Many of the people who built these curious guitars went on to become American
best know Blues and Rock stars of the day. Rock 'n Roll pioneer Carl Perkins
reminisced about his childhood cigar box guitar that he made with a box, stick and
baling wire. Years later, he would take the knowledge he first learned on that
down-home axe to create "Blue Suede Shoes." That sure got Elvis to stand up
strait the first time he heard that, after that HE WAS HOOKED on the BLUES!!!
,"Beans" Hambone, Blind Willie Johnson, and Charlie Christian, are actually
some of the people who have been known to even record with this amazing
instrument. Not only that, because most of these basic guitars usually didn't have
frets, the po' folk needed a way to play them......That is what is thought to be the
creation of slide guitar in the Southern Delta.

The precursor to the cigar box guitar as an instrument was the diddly-bow. It was a one stringed instrument where you
would take a Coke bottle or Rum neck and run it up and down a string to achieve
the tone you’re after. Those crude instruments along with the cigar box guitar is
what melded into the form of slide guitar were familiar with today. From Son
House, Robert Johnson, to Muddy Waters and Elmore James they were all
influenced in some way by these instruments following in there career as slide
players. That’s where the blues and slide guitar truly started at. On those
plantations and cotton fields the cigar box guitar and 'field hollerin' went hand in
hand. Blues players didn't play Gibsons, Resophonic or Weissenborn! They
couldn't afford them. B.B. King growing up a poor Cotton sharecroppers son
dreamed of buying his first guitar from the Sears catalog, After going to the local 5
and Dime his father knew he didn’t even have enough money for even food much
less $2 for a used Stella guitar, His only option was to "hit" the shed, and it's
well documented he made his son's first guitar from a simple cigar box. It's also
been quoted that a schoolmate of the Legendary Blues guitarist Charlie Christian,

"[Charlie] would amaze us at school with his first guitar - one that he made with a
cigar box. He would be playing his own riffs...but they were based on
sophisticated chords and progressions that Blind Lemon Jefferson never knew."
-Ralph Ellison, schoolmate of Charlie Christian.

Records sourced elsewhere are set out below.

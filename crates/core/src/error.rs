use std::path::PathBuf;

/// Result alias that carries the custom [`SlidecastError`] type.
pub type Result<T> = std::result::Result<T, SlidecastError>;

/// Common error type for the core crate.
#[derive(Debug, thiserror::Error)]
pub enum SlidecastError {
    /// Free-form error surfaced with a readable message.
    #[error("{0}")]
    Message(String),
    /// A required input file (narration, speaker clip, music, image) is absent.
    #[error("{what} not found: {}", path.display())]
    MissingInput { what: &'static str, path: PathBuf },
    /// A single visual element failed to draw.
    #[error("render failed: {0}")]
    Render(String),
    /// The media encoder failed or could not be started.
    #[error("export failed: {0}")]
    Export(String),
    /// Caller supplied data the compositor cannot work with.
    #[error("invalid input: {0}")]
    InvalidInput(&'static str),
    /// Wrapper around standard IO errors.
    #[error("{0}")]
    Io(#[from] std::io::Error),
    /// Script, content or config JSON failed to parse.
    #[error("json: {0}")]
    Json(#[from] serde_json::Error),
}

impl SlidecastError {
    /// Creates a new error that simply wraps the provided message.
    pub fn msg<T: Into<String>>(msg: T) -> Self {
        Self::Message(msg.into())
    }

    pub fn render<T: Into<String>>(msg: T) -> Self {
        Self::Render(msg.into())
    }

    pub fn missing(what: &'static str, path: impl Into<PathBuf>) -> Self {
        Self::MissingInput {
            what,
            path: path.into(),
        }
    }
}

impl From<&str> for SlidecastError {
    fn from(value: &str) -> Self {
        Self::msg(value)
    }
}

impl From<String> for SlidecastError {
    fn from(value: String) -> Self {
        Self::Message(value)
    }
}

#[cfg(test)]
mod tests {
    use super::*;

    #[test]
    fn missing_input_names_the_file() {
        let err = SlidecastError::missing("narration", "/tmp/voice.mp3");
        assert_eq!(format!("{err}"), "narration not found: /tmp/voice.mp3");
    }
}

Taken form a direct quote from Lightin' Hopkins was;
"So I went ahead and made me a guitar. I got me a cigar box, I cut me a round
hole in the middle of it, take me a little piece of plank, nailed it onto that cigar box,
and I got me some screen wire and I made me a bridge back there and raised it up
high enough that it would sound inside that little box, and got me a tune out of it.
I kept my tune and I played from then on."
-Lightin' Hopkins

This story about what would make a poor person use a cigar box for a guitar in
the first place began in the mid 1800's .....The Cigar boxes that were familiar
with didn’t exist prior to the 1840’s. Prior to then, cigars were shipped in larger
crates containing 100 or more per case. But after 1842, due to exploration of the
"West" cigar manufacturers started using smaller, more portable boxes with
only 20-50 cigars per box. In the Old West, Cigars were extremely popular in
the 19th Century, Card games, Saloon'n and Of coarse those great Mississippi
Paddleboats spread them throughout the south, because of the widespread
popularity of smoking in those days, many empty cigar boxes would be just
laying around . Unlike times are today, the 1800’s was a simpler time for
Americans, when necessity was truly the mother of invention. Being that most
American music was based off of stringed instruments, using a cigar box to create
a guitar, fiddle, or a banjo was an obvious choice for a few crafty souls.

The earliest proof of a instrument made from a cigar box that has been found is an
etching of two Civil War Soldiers at a campsite with one playing a cigar box
instrument as another tired soldier relaxed near by to listen. Those humble
beginnings are what eventually gave the Cigar box Guitar a home in music
history....Now even the Smithsonian Museum In Washington D.C. has an early
homemade Cigar Box Guitar on display c.1861 to show Americans true pride and
the roots of all our guitar-playin' Soul--- Now that’s the Cigar Box Blues Baby!